**** THE RECORDS
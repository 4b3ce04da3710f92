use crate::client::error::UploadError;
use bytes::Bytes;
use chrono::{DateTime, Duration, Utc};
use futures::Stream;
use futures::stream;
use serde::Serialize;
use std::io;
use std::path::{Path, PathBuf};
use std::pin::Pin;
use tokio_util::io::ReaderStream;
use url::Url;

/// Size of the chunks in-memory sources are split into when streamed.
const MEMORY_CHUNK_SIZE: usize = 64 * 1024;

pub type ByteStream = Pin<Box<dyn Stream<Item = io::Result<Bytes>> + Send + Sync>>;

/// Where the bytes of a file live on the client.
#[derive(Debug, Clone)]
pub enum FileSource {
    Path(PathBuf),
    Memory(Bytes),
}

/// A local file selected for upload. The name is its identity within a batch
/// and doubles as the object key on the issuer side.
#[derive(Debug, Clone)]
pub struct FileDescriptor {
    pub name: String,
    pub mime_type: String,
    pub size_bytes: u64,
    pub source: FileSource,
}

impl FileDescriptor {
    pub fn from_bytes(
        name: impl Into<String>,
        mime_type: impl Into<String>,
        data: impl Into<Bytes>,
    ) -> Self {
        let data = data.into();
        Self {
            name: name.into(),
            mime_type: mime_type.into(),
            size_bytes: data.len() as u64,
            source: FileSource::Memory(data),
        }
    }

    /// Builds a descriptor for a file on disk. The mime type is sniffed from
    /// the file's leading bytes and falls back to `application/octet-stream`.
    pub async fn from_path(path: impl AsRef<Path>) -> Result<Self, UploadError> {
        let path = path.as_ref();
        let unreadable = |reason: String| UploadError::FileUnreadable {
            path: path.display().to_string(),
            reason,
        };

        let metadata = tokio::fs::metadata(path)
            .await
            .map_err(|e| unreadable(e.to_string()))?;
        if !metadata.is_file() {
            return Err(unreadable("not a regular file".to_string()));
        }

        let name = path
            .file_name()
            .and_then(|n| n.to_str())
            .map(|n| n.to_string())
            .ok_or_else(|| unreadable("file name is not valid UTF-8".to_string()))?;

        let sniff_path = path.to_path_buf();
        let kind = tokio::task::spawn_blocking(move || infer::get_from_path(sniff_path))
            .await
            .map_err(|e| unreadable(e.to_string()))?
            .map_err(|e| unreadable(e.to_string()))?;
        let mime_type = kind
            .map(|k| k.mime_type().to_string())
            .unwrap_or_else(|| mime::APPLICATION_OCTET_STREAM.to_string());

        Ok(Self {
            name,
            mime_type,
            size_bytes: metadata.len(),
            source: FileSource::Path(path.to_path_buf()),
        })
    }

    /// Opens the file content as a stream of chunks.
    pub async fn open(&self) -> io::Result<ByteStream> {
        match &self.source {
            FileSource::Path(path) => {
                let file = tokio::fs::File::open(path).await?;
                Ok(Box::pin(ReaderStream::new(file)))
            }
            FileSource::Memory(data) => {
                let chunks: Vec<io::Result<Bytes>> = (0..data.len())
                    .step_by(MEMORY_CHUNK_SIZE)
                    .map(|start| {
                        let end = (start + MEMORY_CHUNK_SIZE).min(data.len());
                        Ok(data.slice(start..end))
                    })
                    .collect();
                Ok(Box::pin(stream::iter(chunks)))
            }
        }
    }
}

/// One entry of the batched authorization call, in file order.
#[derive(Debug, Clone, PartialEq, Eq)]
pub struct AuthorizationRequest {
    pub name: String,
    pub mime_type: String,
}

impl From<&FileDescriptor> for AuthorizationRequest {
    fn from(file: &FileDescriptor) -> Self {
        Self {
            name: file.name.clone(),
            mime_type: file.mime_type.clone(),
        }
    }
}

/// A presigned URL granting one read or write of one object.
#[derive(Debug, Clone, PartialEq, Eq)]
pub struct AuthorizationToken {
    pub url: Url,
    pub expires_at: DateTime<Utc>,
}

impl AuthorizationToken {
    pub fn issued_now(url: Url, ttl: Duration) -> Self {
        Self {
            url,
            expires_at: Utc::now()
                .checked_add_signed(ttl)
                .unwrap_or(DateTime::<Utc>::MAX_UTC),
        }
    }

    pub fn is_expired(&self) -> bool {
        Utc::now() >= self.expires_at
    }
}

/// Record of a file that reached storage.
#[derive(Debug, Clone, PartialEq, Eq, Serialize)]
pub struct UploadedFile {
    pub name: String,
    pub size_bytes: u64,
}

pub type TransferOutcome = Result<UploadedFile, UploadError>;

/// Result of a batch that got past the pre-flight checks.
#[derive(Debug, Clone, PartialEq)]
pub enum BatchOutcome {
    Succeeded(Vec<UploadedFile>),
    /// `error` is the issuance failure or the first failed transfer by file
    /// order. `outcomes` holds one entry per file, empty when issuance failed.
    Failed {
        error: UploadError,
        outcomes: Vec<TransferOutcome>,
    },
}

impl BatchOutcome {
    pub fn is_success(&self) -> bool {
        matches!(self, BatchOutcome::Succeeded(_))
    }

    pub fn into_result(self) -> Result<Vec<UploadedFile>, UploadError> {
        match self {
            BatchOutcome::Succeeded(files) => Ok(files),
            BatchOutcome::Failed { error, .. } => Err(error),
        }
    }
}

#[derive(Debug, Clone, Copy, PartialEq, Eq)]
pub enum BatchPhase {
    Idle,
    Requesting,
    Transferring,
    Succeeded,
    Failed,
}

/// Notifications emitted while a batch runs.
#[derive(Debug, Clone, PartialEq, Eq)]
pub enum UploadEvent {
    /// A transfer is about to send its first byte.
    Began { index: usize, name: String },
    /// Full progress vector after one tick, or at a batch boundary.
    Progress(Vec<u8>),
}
********
- **PROBLEM TO WORK ON**: Your task is to repeat every entry exactly.

- **ANSWER SECTION**:
repository 4b3ce04da3710f92
use crate::client::error::UploadError;
use bytes::Bytes;
use chrono::{DateTime, Duration, Utc};
use futures::Stream;
use futures::stream;
use serde::Serialize;
use std::io;
use std::path::{Path, PathBuf};
use std::pin::Pin;
use tokio_util::io::ReaderStream;
use url::Url;

/// Size of the chunks in-memory sources are split into when streamed.
const MEMORY_CHUNK_SIZE: usize = 64 * 1024;

pub type ByteStream = Pin<Box<dyn Stream<Item = io::Result<Bytes>> + Send + Sync>>;

/// Where the bytes of a file live on the client.
#[derive(Debug, Clone)]
pub enum FileSource {
    Path(PathBuf),
    Memory(Bytes),
}

/// A local file selected for upload. The name is its identity within a batch
/// and doubles as the object key on the issuer side.
#[derive(Debug, Clone)]
pub struct FileDescriptor {
    pub name: String,
    pub mime_type: String,
    pub size_bytes: u64,
    pub source: FileSource,
}

impl FileDescriptor {
    pub fn from_bytes(
        name: impl Into<String>,
        mime_type: impl Into<String>,
        data: impl Into<Bytes>,
    ) -> Self {
        let data = data.into();
        Self {
            name: name.into(),
            mime_type: mime_type.into(),
            size_bytes: data.len() as u64,
            source: FileSource::Memory(data),
        }
    }

    /// Builds a descriptor for a file on disk. The mime type is sniffed from
    /// the file's leading bytes and falls back to `application/octet-stream`.
    pub async fn from_path(path: impl AsRef<Path>) -> Result<Self, UploadError> {
        let path = path.as_ref();
        let unreadable = |reason: String| UploadError::FileUnreadable {
            path: path.display().to_string(),
            reason,
        };

        let metadata = tokio::fs::metadata(path)
            .await
            .map_err(|e| unreadable(e.to_string()))?;
        if !metadata.is_file() {
            return Err(unreadable("not a regular file".to_string()));
        }

        let name = path
            .file_name()
            .and_then(|n| n.to_str())
            .map(|n| n.to_string())
            .ok_or_else(|| unreadable("file name is not valid UTF-8".to_string()))?;

        let sniff_path = path.to_path_buf();
        let kind = tokio::task::spawn_blocking(move || infer::get_from_path(sniff_path))
            .await
            .map_err(|e| unreadable(e.to_string()))?
            .map_err(|e| unreadable(e.to_string()))?;
        let mime_type = kind
            .map(|k| k.mime_type().to_string())
            .unwrap_or_else(|| mime::APPLICATION_OCTET_STREAM.to_string());

        Ok(Self {
            name,
            mime_type,
            size_bytes: metadata.len(),
            source: FileSource::Path(path.to_path_buf()),
        })
    }

    /// Opens the file content as a stream of chunks.
    pub async fn open(&self) -> io::Result<ByteStream> {
        match &self.source {
            FileSource::Path(path) => {
                let file = tokio::fs::File::open(path).await?;
                Ok(Box::pin(ReaderStream::new(file)))
            }
            FileSource::Memory(data) => {
                let chunks: Vec<io::Result<Bytes>> = (0..data.len())
                    .step_by(MEMORY_CHUNK_SIZE)
                    .map(|start| {
                        let end = (start + MEMORY_CHUNK_SIZE).min(data.len());
                        Ok(data.slice(start..end))
                    })
                    .collect();
                Ok(Box::pin(stream::iter(chunks)))
            }
        }
    }
}

/// One entry of the batched authorization call, in file order.
#[derive(Debug, Clone, PartialEq, Eq)]
pub struct AuthorizationRequest {
    pub name: String,
    pub mime_type: String,
}

impl From<&FileDescriptor> for AuthorizationRequest {
    fn from(file: &FileDescriptor) -> Self {
        Self {
            name: file.name.clone(),
            mime_type: file.mime_type.clone(),
        }
    }
}

/// A presigned URL granting one read or write of one object.
#[derive(Debug, Clone, PartialEq, Eq)]
pub struct AuthorizationToken {
    pub url: Url,
    pub expires_at: DateTime<Utc>,
}

impl AuthorizationToken {
    pub fn issued_now(url: Url, ttl: Duration) -> Self {
        Self {
            url,
            expires_at: Utc::now()
                .checked_add_signed(ttl)
                .unwrap_or(DateTime::<Utc>::MAX_UTC),
        }
    }

    pub fn is_expired(&self) -> bool {
        Utc::now() >= self.expires_at
    }
}

/// Record of a file that reached storage.
#[derive(Debug, Clone, PartialEq, Eq, Serialize)]
pub struct UploadedFile {
    pub name: String,
    pub size_bytes: u64,
}

pub type TransferOutcome = Result<UploadedFile, UploadError>;

/// Result of a batch that got past the pre-flight checks.
#[derive(Debug, Clone, PartialEq)]
pub enum BatchOutcome {
    Succeeded(Vec<UploadedFile>),
    /// `error` is the issuance failure or the first failed transfer by file
    /// order. `outcomes` holds one entry per file, empty when issuance failed.
    Failed {
        error: UploadError,
        outcomes: Vec<TransferOutcome>,
    },
}

impl BatchOutcome {
    pub fn is_success(&self) -> bool {
        matches!(self, BatchOutcome::Succeeded(_))
    }

    pub fn into_result(self) -> Result<Vec<UploadedFile>, UploadError> {
        match self {
            BatchOutcome::Succeeded(files) => Ok(files),
            BatchOutcome::Failed { error, .. } => Err(error),
        }
    }
}

#[derive(Debug, Clone, Copy, PartialEq, Eq)]
pub enum BatchPhase {
    Idle,
    Requesting,
    Transferring,
    Succeeded,
    Failed,
}

/// Notifications emitted while a batch runs.
#[derive(Debug, Clone, PartialEq, Eq)]
pub enum UploadEvent {
    /// A transfer is about to send its first byte.
    Began { index: usize, name: String },
    /// Full progress vector after one tick, or at a batch boundary.
    Progress(Vec<u8>),
}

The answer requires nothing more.